### TASK PROMPT
Respond with nothing but the number of lines in this data that include the word "struct".
(Beginning of EXTRACTED RECORDS)
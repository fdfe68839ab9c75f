// src/models/demographics.rs
//! Campos demográficos partilhados por professores e responsáveis.
//! Todos opcionais; os códigos inteiros (género, raça, estado civil, UF)
//! são definidos pelo frontend.
use super::{deserialize_some, patch};
use chrono::NaiveDate;
use serde::{Deserialize, Serialize};
use sqlx::FromRow;

#[derive(Debug, Clone, Default, FromRow, Serialize, Deserialize)]
pub struct Demographics {
    pub gender: Option<i64>,
    pub civil_state: Option<i64>,
    pub race: Option<i64>,
    pub birthday: Option<NaiveDate>,
    pub rg: Option<String>,
    pub cpf: Option<String>,
    pub telephone: Option<String>,
    pub state: Option<i64>,
    pub city: Option<String>,
    pub address: Option<String>,
}

/// Alterações parciais: ausente mantém, `null` limpa.
#[derive(Debug, Default, Deserialize)]
pub struct DemographicsChanges {
    #[serde(default, deserialize_with = "deserialize_some")]
    pub gender: Option<Option<i64>>,
    #[serde(default, deserialize_with = "deserialize_some")]
    pub civil_state: Option<Option<i64>>,
    #[serde(default, deserialize_with = "deserialize_some")]
    pub race: Option<Option<i64>>,
    #[serde(default, deserialize_with = "deserialize_some")]
    pub birthday: Option<Option<NaiveDate>>,
    #[serde(default, deserialize_with = "deserialize_some")]
    pub rg: Option<Option<String>>,
    #[serde(default, deserialize_with = "deserialize_some")]
    pub cpf: Option<Option<String>>,
    #[serde(default, deserialize_with = "deserialize_some")]
    pub telephone: Option<Option<String>>,
    #[serde(default, deserialize_with = "deserialize_some")]
    pub state: Option<Option<i64>>,
    #[serde(default, deserialize_with = "deserialize_some")]
    pub city: Option<Option<String>>,
    #[serde(default, deserialize_with = "deserialize_some")]
    pub address: Option<Option<String>>,
}

impl Demographics {
    pub fn apply(&mut self, changes: DemographicsChanges) {
        patch(&mut self.gender, changes.gender);
        patch(&mut self.civil_state, changes.civil_state);
        patch(&mut self.race, changes.race);
        patch(&mut self.birthday, changes.birthday);
        patch(&mut self.rg, changes.rg);
        patch(&mut self.cpf, changes.cpf);
        patch(&mut self.telephone, changes.telephone);
        patch(&mut self.state, changes.state);
        patch(&mut self.city, changes.city);
        patch(&mut self.address, changes.address);
    }
}
// src/services/leader_service.rs
use crate::{
    error::{map_delete_error, AppError, AppResult},
    models::{
        leader::{CreateLeaderPayload, Leader, UpdateLeaderPayload},
        ong::Ong,
    },
    services::{
        ong_service,
        reference_service::{self, Table},
    },
};
use sqlx::SqlitePool;

pub async fn find_all_leaders(db_pool: &SqlitePool) -> AppResult<Vec<Leader>> {
    let leaders = sqlx::query_as::<_, Leader>("SELECT * FROM leaders ORDER BY id ASC")
        .fetch_all(db_pool)
        .await?;
    tracing::debug!("Encontrados {} líderes.", leaders.len());
    Ok(leaders)
}

pub async fn get_leader(db_pool: &SqlitePool, id: i64) -> AppResult<Leader> {
    sqlx::query_as::<_, Leader>("SELECT * FROM leaders WHERE id = ?1")
        .bind(id)
        .fetch_optional(db_pool)
        .await?
        .ok_or_else(|| AppError::NotFound("Líder não encontrado.".to_string()))
}

pub async fn create_leader(db_pool: &SqlitePool, payload: CreateLeaderPayload) -> AppResult<Leader> {
    reference_service::ensure_references(
        db_pool,
        &[
            ("ong_id", Table::Ongs, payload.ong_id),
            ("user_id", Table::Users, payload.user_id),
        ],
    )
    .await?;

    let leader = sqlx::query_as::<_, Leader>(
        r#"
        INSERT INTO leaders (name, telephone, ong_id, user_id)
        VALUES (?1, ?2, ?3, ?4)
        RETURNING *
        "#,
    )
    .bind(&payload.name)
    .bind(&payload.telephone)
    .bind(payload.ong_id)
    .bind(payload.user_id)
    .fetch_one(db_pool)
    .await?;

    tracing::info!("✅ Líder {} criado (ONG {}).", leader.id, leader.ong_id);
    Ok(leader)
}

pub async fn update_leader(
    db_pool: &SqlitePool,
    id: i64,
    changes: UpdateLeaderPayload,
) -> AppResult<Leader> {
    let mut leader = get_leader(db_pool, id).await?;
    leader.apply(changes);
    reference_service::ensure_references(
        db_pool,
        &[
            ("ong_id", Table::Ongs, leader.ong_id),
            ("user_id", Table::Users, leader.user_id),
        ],
    )
    .await?;

    let leader = sqlx::query_as::<_, Leader>(
        r#"
        UPDATE leaders
        SET name = ?1, telephone = ?2, ong_id = ?3, user_id = ?4,
            updated_at = CURRENT_TIMESTAMP
        WHERE id = ?5
        RETURNING *
        "#,
    )
    .bind(&leader.name)
    .bind(&leader.telephone)
    .bind(leader.ong_id)
    .bind(leader.user_id)
    .bind(id)
    .fetch_one(db_pool)
    .await?;
    Ok(leader)
}

pub async fn delete_leader(db_pool: &SqlitePool, id: i64) -> AppResult<()> {
    get_leader(db_pool, id).await?;
    sqlx::query("DELETE FROM leaders WHERE id = ?1")
        .bind(id)
        .execute(db_pool)
        .await
        .map_err(|e| map_delete_error(e, "O líder"))?;
    Ok(())
}

/// ONG do líder, seguindo `leader.ong_id`. 404 se faltar qualquer um dos dois.
pub async fn find_ong_for_leader(db_pool: &SqlitePool, leader_id: i64) -> AppResult<Ong> {
    let leader = get_leader(db_pool, leader_id).await?;
    match ong_service::find_ong_by_id(db_pool, leader.ong_id).await? {
        Some(ong) => Ok(ong),
        None => {
            tracing::warn!("Líder {} aponta para ONG {} inexistente.", leader_id, leader.ong_id);
            Err(AppError::NotFound("ONG não encontrada para este líder.".to_string()))
        }
    }
}
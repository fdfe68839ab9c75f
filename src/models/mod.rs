// src/models/mod.rs
pub mod class;
pub mod class_schedule;
pub mod demographics;
pub mod gf;
pub mod instance_class;
pub mod leader;
pub mod ong;
pub mod professor;
pub mod professor_class;
pub mod responsable;
pub mod student;
pub mod student_class;
pub mod student_presence;
pub mod user;

use serde::{Deserialize, Deserializer, Serialize};

/// Distingue "campo ausente" (None) de "campo a null" (Some(None)) nos payloads
/// de atualização. Usar sempre com `#[serde(default)]`.
pub(crate) fn deserialize_some<'de, T, D>(deserializer: D) -> Result<Option<T>, D::Error>
where
    T: Deserialize<'de>,
    D: Deserializer<'de>,
{
    T::deserialize(deserializer).map(Some)
}

/// Substitui o valor atual apenas quando o payload trouxe o campo.
pub(crate) fn patch<T>(slot: &mut T, value: Option<T>) {
    if let Some(value) = value {
        *slot = value;
    }
}

/// Resposta de confirmação dos DELETE.
#[derive(Debug, Serialize)]
pub struct DeletedMessage {
    pub message: String,
}

impl DeletedMessage {
    pub fn new(message: impl Into<String>) -> Self {
        Self {
            message: message.into(),
        }
    }
}
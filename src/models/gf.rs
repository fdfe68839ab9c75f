// src/models/gf.rs
use super::patch;
use chrono::NaiveDateTime;
use serde::{Deserialize, Serialize};
use sqlx::FromRow;

#[derive(Debug, Clone, FromRow, Serialize)]
pub struct Gf {
    pub id: i64,
    pub name: String,
    #[serde(rename = "userId")]
    pub user_id: i64,
    pub created_at: NaiveDateTime,
    pub updated_at: NaiveDateTime,
}

#[derive(Debug, Deserialize)]
pub struct CreateGfPayload {
    pub name: String,
    #[serde(rename = "userId")]
    pub user_id: i64,
}

#[derive(Debug, Default, Deserialize)]
pub struct UpdateGfPayload {
    pub name: Option<String>,
    #[serde(rename = "userId")]
    pub user_id: Option<i64>,
}

impl Gf {
    pub fn apply(&mut self, changes: UpdateGfPayload) {
        patch(&mut self.name, changes.name);
        patch(&mut self.user_id, changes.user_id);
    }
}
// src/models/class_schedule.rs
use super::patch;
use chrono::{NaiveDateTime, NaiveTime};
use serde::{Deserialize, Serialize};
use sqlx::FromRow;
use std::collections::BTreeSet;

/// Dia da semana de um horário. A ordem das variantes define a ordem
/// em que os dias são guardados/devolvidos.
#[derive(Debug, Clone, Copy, PartialEq, Eq, PartialOrd, Ord, Hash, Serialize, Deserialize)]
#[serde(rename_all = "lowercase")]
pub enum DayOfWeek {
    Monday,
    Tuesday,
    Wednesday,
    Thursday,
    Friday,
    Saturday,
    Sunday,
}

/// Horário recorrente de uma matrícula. No máximo um por `student_class_id`.
#[derive(Debug, Clone, FromRow, Serialize)]
pub struct ClassSchedule {
    pub id: i64,
    pub student_class_id: i64,
    // Guardado como array JSON em TEXT
    #[sqlx(json)]
    pub day_of_week: BTreeSet<DayOfWeek>,
    pub start_time: NaiveTime,
    pub end_time: NaiveTime,
    pub status: i64,
    pub frequency: i64,
    pub created_at: NaiveDateTime,
    pub updated_at: NaiveDateTime,
}

fn default_one() -> i64 {
    1
}

#[derive(Debug, Deserialize)]
pub struct CreateClassSchedulePayload {
    pub student_class_id: i64,
    pub day_of_week: BTreeSet<DayOfWeek>,
    pub start_time: NaiveTime,
    pub end_time: NaiveTime,
    #[serde(default = "default_one")]
    pub status: i64,
    #[serde(default = "default_one")]
    pub frequency: i64,
}

#[derive(Debug, Default, Deserialize)]
pub struct UpdateClassSchedulePayload {
    pub student_class_id: Option<i64>,
    pub day_of_week: Option<BTreeSet<DayOfWeek>>,
    pub start_time: Option<NaiveTime>,
    pub end_time: Option<NaiveTime>,
    pub status: Option<i64>,
    pub frequency: Option<i64>,
}

impl ClassSchedule {
    pub fn apply(&mut self, changes: UpdateClassSchedulePayload) {
        patch(&mut self.student_class_id, changes.student_class_id);
        patch(&mut self.day_of_week, changes.day_of_week);
        patch(&mut self.start_time, changes.start_time);
        patch(&mut self.end_time, changes.end_time);
        patch(&mut self.status, changes.status);
        patch(&mut self.frequency, changes.frequency);
    }
}

#[cfg(test)]
mod tests {
    use super::*;

    #[test]
    fn weekdays_collapse_duplicates_and_sort() {
        let payload: CreateClassSchedulePayload = serde_json::from_str(
            r#"{
                "student_class_id": 1,
                "day_of_week": ["friday", "monday", "friday"],
                "start_time": "14:00:00",
                "end_time": "15:30:00"
            }"#,
        )
        .unwrap();

        let days: Vec<_> = payload.day_of_week.iter().copied().collect();
        assert_eq!(days, vec![DayOfWeek::Monday, DayOfWeek::Friday]);
        assert_eq!(payload.status, 1);
        assert_eq!(payload.frequency, 1);
        assert_eq!(
            serde_json::to_value(&payload.day_of_week).unwrap(),
            serde_json::json!(["monday", "friday"])
        );
    }

    #[test]
    fn unknown_weekday_is_rejected() {
        let result = serde_json::from_str::<BTreeSet<DayOfWeek>>(r#"["funday"]"#);
        assert!(result.is_err());
    }
}
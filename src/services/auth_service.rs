// src/services/auth_service.rs
use crate::error::{AppError, AppResult};

/// Gera um hash bcrypt para uma senha (fora do runtime async).
pub async fn hash_password(password: &str) -> AppResult<String> {
    let password = password.to_string();
    tokio::task::spawn_blocking(move || {
        tracing::debug!("Gerando hash bcrypt...");
        bcrypt::hash(&password, bcrypt::DEFAULT_COST)
    })
    .await
    .map_err(|e| {
        tracing::error!("Erro na task spawn_blocking (hash_password): {:?}", e);
        AppError::InternalServerError
    })?
    .map_err(|e| {
        tracing::error!("Erro bcrypt ao gerar hash: {:?}", e);
        AppError::PasswordHashingError
    })
}

#[cfg(test)]
mod tests {
    use super::*;

    #[tokio::test]
    async fn hash_is_verifiable_and_not_plaintext() {
        let hash = hash_password("segredo123").await.unwrap();
        assert_ne!(hash, "segredo123");
        assert!(bcrypt::verify("segredo123", &hash).unwrap());
        assert!(!bcrypt::verify("outra", &hash).unwrap());
    }
}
(End of EXTRACTED RECORDS)
### ANSWER SECTION
9